Party leader nomination contests are elite intraparty competitions. Selection as party leader is effectively the nomination stage for election to prime minister. As Marcela Ríos Tobar writes (2008, 511), “the major hurdle … [lies] at the nomination stage, rather than at the election itself.” The major hurdle of the nomination stage, for women, is the presence of experienced, high-quality male candidates. The removal from competition of incumbent men—likely nominees—is key to increasing women's chances for success at the nomination stage. Party crises—involving election loss, political or economic upheaval, party and personal scandals—often suffice to remove experienced male incumbents and to deter, temporarily, more junior men from standing for nomination as party leader.

The deferral of candidacy by the remaining male potential candidates further contributes to creating a more open political opportunity context for the remaining—and more senior and more experienced—women.
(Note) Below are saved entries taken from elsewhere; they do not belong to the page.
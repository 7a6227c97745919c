//! Layer 3: Analysis
//!
//! # Purpose
//!
//! This layer provides the user-facing components. Each one is an
//! independent leaf with no dependencies on its siblings:
//!
//! - **isqrt**: floor square root via bisection
//! - **table**: k-th smallest entry of an implicit multiplication table
//! - **pieces**: maximum feasible piece size under a distribution constraint
//! - **wave**: in-place wave rearrangement and its validation predicate
//! - **indexer**: first-occurrence index over an unsorted backing array
//! - **disorder**: minimal reorder span restoring monotonic order
//!
//! # Architecture
//!
//! ```text
//! Layer 3: Analysis ← You are here
//!   ↓
//! Layer 2: Search
//!   ↓
//! Layer 1: Primitives
//! ```

/// Floor square root.
pub mod isqrt;

/// Implicit multiplication table rank queries.
pub mod table;

/// Piece-size optimization.
pub mod pieces;

/// Wave-pattern rearrangement.
pub mod wave;

/// First-occurrence value index.
pub mod indexer;

/// Reorder-span detection.
pub mod disorder;
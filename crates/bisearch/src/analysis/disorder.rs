//! Minimal reorder-span detection over prioritized tasks.
//!
//! ## Purpose
//!
//! This module finds the smallest contiguous index range whose reordering
//! could make a sequence of priorities monotonic, in either direction.
//!
//! ## Design notes
//!
//! * **Per-direction scans**: Each target direction is scanned
//!   independently with [`unsorted_segment`]; the shorter candidate span
//!   wins.
//! * **Fixed tie-break**: On an exact length tie the ascending span is
//!   returned. Callers depend on this being stable across versions.
//! * **Strict violations**: Disorder is detected with strict comparisons;
//!   equal neighbors violate neither direction.
//!
//! ## Invariants
//!
//! * `None` is returned exactly when the priorities are already monotone
//!   (non-strictly) in at least one direction, including every sequence
//!   of length <= 1.
//! * O(n) total: two passes per direction.

// Feature-gated imports
#[cfg(not(feature = "std"))]
use alloc::string::String;
#[cfg(not(feature = "std"))]
use alloc::vec::Vec;

// External dependencies
use core::fmt::{Display, Formatter, Result as FmtResult};

// Internal dependencies
use crate::search::scan::{Direction, unsorted_segment};

// ============================================================================
// Task
// ============================================================================

/// A named task with an integer priority.
///
/// Immutable after construction; ordering among tasks is defined solely
/// by priority.
#[derive(Debug, Clone, PartialEq, Eq)]
pub struct Task {
    /// Task name.
    name: String,

    /// Task priority; higher runs earlier.
    priority: i64,
}

impl Task {
    /// Create a task with the given name and priority.
    pub fn new(name: impl Into<String>, priority: i64) -> Self {
        Self {
            name: name.into(),
            priority,
        }
    }

    /// Task name.
    pub fn name(&self) -> &str {
        &self.name
    }

    /// Task priority.
    pub fn priority(&self) -> i64 {
        self.priority
    }
}

impl Display for Task {
    fn fmt(&self, f: &mut Formatter<'_>) -> FmtResult {
        write!(f, "Task({}, {})", self.name, self.priority)
    }
}

// ============================================================================
// Reorder Span
// ============================================================================

/// Minimal span whose reordering could make `values` monotonic.
///
/// Scans both target directions; when both report a span the shorter one
/// is returned, with ties resolved toward the ascending candidate.
/// Returns `None` when the values are already monotone in either
/// direction.
pub fn disorder_span<T: PartialOrd>(values: &[T]) -> Option<(usize, usize)> {
    let ascending = unsorted_segment(values, Direction::Ascending);
    let descending = unsorted_segment(values, Direction::Descending);

    match (ascending, descending) {
        (None, _) | (_, None) => None,
        (Some(asc), Some(desc)) => {
            let asc_len = asc.1 - asc.0;
            let desc_len = desc.1 - desc.0;
            // Ties go to the ascending candidate.
            if desc_len < asc_len { Some(desc) } else { Some(asc) }
        }
    }
}

/// Minimal span whose reordering could sort `tasks` by priority.
///
/// See [`disorder_span`] for the direction and tie-break rules.
pub fn reorder_span(tasks: &[Task]) -> Option<(usize, usize)> {
    let priorities: Vec<i64> = tasks.iter().map(Task::priority).collect();
    disorder_span(&priorities)
}
//! Criterion benchmarks for the bisearch components.
//!
//! Benchmarks cover:
//! - Answer-domain bisection (integer square root across magnitudes)
//! - Implicit-table rank queries (growing dimensions)
//! - Piece-size optimization (growing length lists)
//! - Reorder-span scans (growing sequences, sorted and shuffled)

use criterion::{BenchmarkId, Criterion, Throughput, criterion_group, criterion_main};
use rand::prelude::*;
use std::hint::black_box;

use bisearch::prelude::*;

// ============================================================================
// Data Generation with Reproducible RNG
// ============================================================================

/// Generate uniformly random priorities.
fn generate_priorities(size: usize, seed: u64) -> Vec<i64> {
    let mut rng = StdRng::seed_from_u64(seed);
    (0..size).map(|_| rng.random_range(-1_000..1_000)).collect()
}

/// Generate uniformly random positive lengths.
fn generate_lengths(size: usize, seed: u64) -> Vec<u64> {
    let mut rng = StdRng::seed_from_u64(seed);
    (0..size).map(|_| rng.random_range(1..10_000)).collect()
}

// ============================================================================
// Bisection Benchmarks
// ============================================================================

fn bench_int_sqrt(c: &mut Criterion) {
    let mut group = c.benchmark_group("int_sqrt");

    for exponent in [16u32, 32, 48, 63] {
        let x = 1u64 << exponent;
        group.bench_with_input(BenchmarkId::from_parameter(exponent), &x, |b, &x| {
            b.iter(|| int_sqrt(black_box(x)))
        });
    }

    group.finish();
}

fn bench_kth_smallest(c: &mut Criterion) {
    let mut group = c.benchmark_group("kth_smallest");

    for dim in [100u32, 1_000, 10_000] {
        let table = MultiplicationTable::new(dim, dim).expect("valid dimensions");
        let median = table.size() / 2;

        group.throughput(Throughput::Elements(u64::from(dim)));
        group.bench_with_input(BenchmarkId::from_parameter(dim), &median, |b, &k| {
            b.iter(|| table.kth_smallest(black_box(k)).expect("valid rank"))
        });
    }

    group.finish();
}

fn bench_max_piece_size(c: &mut Criterion) {
    let mut group = c.benchmark_group("max_piece_size");

    for size in [100usize, 1_000, 10_000] {
        let optimizer =
            PieceSizeOptimizer::new(generate_lengths(size, 42)).expect("positive lengths");
        let friends = size as u64 * 2;

        group.throughput(Throughput::Elements(size as u64));
        group.bench_with_input(BenchmarkId::from_parameter(size), &friends, |b, &friends| {
            b.iter(|| optimizer.max_piece_size(black_box(friends)))
        });
    }

    group.finish();
}

// ============================================================================
// Scan Benchmarks
// ============================================================================

fn bench_disorder_span(c: &mut Criterion) {
    let mut group = c.benchmark_group("disorder_span");

    for size in [1_000usize, 10_000, 100_000] {
        let shuffled = generate_priorities(size, 7);
        let mut sorted = shuffled.clone();
        sorted.sort_unstable();

        group.throughput(Throughput::Elements(size as u64));
        group.bench_with_input(
            BenchmarkId::new("shuffled", size),
            &shuffled,
            |b, values| b.iter(|| disorder_span(black_box(values))),
        );
        group.bench_with_input(BenchmarkId::new("sorted", size), &sorted, |b, values| {
            b.iter(|| disorder_span(black_box(values)))
        });
    }

    group.finish();
}

criterion_group!(
    benches,
    bench_int_sqrt,
    bench_kth_smallest,
    bench_max_piece_size,
    bench_disorder_span
);
criterion_main!(benches);
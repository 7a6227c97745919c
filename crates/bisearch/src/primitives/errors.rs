//! Error types for bisearch operations.
//!
//! ## Purpose
//!
//! This module defines the error conditions that can occur across the
//! analysis components: invalid constructor arguments, out-of-range
//! queries, unparsable input tokens, and infeasible transformations.
//!
//! ## Design notes
//!
//! * **Contextual**: Errors include the offending values (e.g., the rank
//!   and the table size it exceeded).
//! * **Deterministic**: Every error is a pure function of the input; no
//!   transient or retryable failures exist.
//! * **No-std**: Supports `no_std` environments by using `alloc` for
//!   dynamic messages.
//! * **Trait Implementation**: Implements `Display` and
//!   `std::error::Error` (when `std` is enabled).
//!
//! ## Key concepts
//!
//! 1. **Validation errors**: Rejected constructor or query arguments
//!    (`InvalidDimensions`, `RankOutOfRange`, `CellOutOfRange`,
//!    `ZeroLength`, `InvalidToken`).
//! 2. **Infeasibility**: Input that provably cannot satisfy the requested
//!    transformation (`WaveInfeasible`). Distinct from validation: the
//!    arguments are well-formed, the constraint is unsatisfiable.
//! 3. **Sentinels are not errors**: Absent lookups return `None`, never a
//!    variant of this enum.
//!
//! ## Invariants
//!
//! * All variants provide sufficient context for diagnosis.
//! * Numeric values in errors use the same types as the public API.
//!
//! ## Non-goals
//!
//! * This module does not perform the validation logic itself.
//! * This module does not provide error recovery strategies.

// Feature-gated imports
#[cfg(not(feature = "std"))]
use alloc::string::String;
#[cfg(feature = "std")]
use std::error::Error;
#[cfg(feature = "std")]
use std::string::String;

// External dependencies
use core::fmt::{Display, Formatter, Result};

// ============================================================================
// Error Type
// ============================================================================

/// Error type for bisearch operations.
#[derive(Debug, Clone, PartialEq, Eq)]
pub enum BisearchError {
    /// Multiplication table dimensions must both be at least 1.
    InvalidDimensions {
        /// Requested number of rows.
        rows: u32,
        /// Requested number of columns.
        cols: u32,
    },

    /// Requested rank lies outside `[1, size]` for the queried table.
    RankOutOfRange {
        /// The rank requested.
        k: u64,
        /// Total number of entries in the table.
        size: u64,
    },

    /// Cell coordinates fall outside the table bounds (1-based).
    CellOutOfRange {
        /// Requested row.
        row: u32,
        /// Requested column.
        col: u32,
        /// Number of rows in the table.
        rows: u32,
        /// Number of columns in the table.
        cols: u32,
    },

    /// Piece lengths must be positive.
    ZeroLength {
        /// Position of the offending length in the input.
        index: usize,
    },

    /// A length token could not be parsed as a positive integer.
    InvalidToken(String),

    /// The input cannot be rearranged into a wave pattern.
    WaveInfeasible {
        /// Length of the offending input.
        len: usize,
    },
}

// ============================================================================
// Display Implementation
// ============================================================================

impl Display for BisearchError {
    fn fmt(&self, f: &mut Formatter<'_>) -> Result {
        match self {
            Self::InvalidDimensions { rows, cols } => {
                write!(
                    f,
                    "Invalid table dimensions: {rows}x{cols} (rows and cols must be at least 1)"
                )
            }
            Self::RankOutOfRange { k, size } => {
                write!(f, "Rank {k} out of range (must be between 1 and {size})")
            }
            Self::CellOutOfRange {
                row,
                col,
                rows,
                cols,
            } => {
                write!(f, "Cell ({row}, {col}) lies outside the {rows}x{cols} table")
            }
            Self::ZeroLength { index } => {
                write!(f, "Invalid length at position {index}: lengths must be positive")
            }
            Self::InvalidToken(token) => {
                write!(f, "Invalid length token: '{token}'")
            }
            Self::WaveInfeasible { len } => {
                write!(f, "Cannot arrange {len} element(s) into a wave pattern")
            }
        }
    }
}

// ============================================================================
// Standard Error Trait
// ============================================================================

#[cfg(feature = "std")]
impl Error for BisearchError {}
The remaining men and women are positioned differently in regard to leadership opportunities following a crisis, and they identify their future leadership opportunities in gendered terms, causing them to strategize differently in the same postcrisis context. The postcrisis decision to advance or to defer a candidacy is a gendered strategic decision. These different strategies—deferral by men and concerted candidacy by women (or a woman)—reinforce the effect of incumbent removal to create a political opportunity context that offers female candidates their best chance for party leadership—and hence for becoming prime minister.

The cases presented in this paper, while not dispositive, illustrate the importance of incumbent removal specifically for women—remembering that incumbent removal offers no necessary advantage for women where competitive male challengers remain. The evidence from these cases supports Bhavnani's (Reference Bhavnani2009) findings in regard to men who are weak candidates in the face of incumbent women who are, in comparison, strong candidates. Where a highly qualified female candidate runs against a weak field of inexperienced men, her chances for winning are heightened, in comparison to running against qualified male incumbents. For Margaret Thatcher and Angela Merkel—the women who became their party's leader and then their country's prime minister—these were the circumstances that structured the opportunities for their success.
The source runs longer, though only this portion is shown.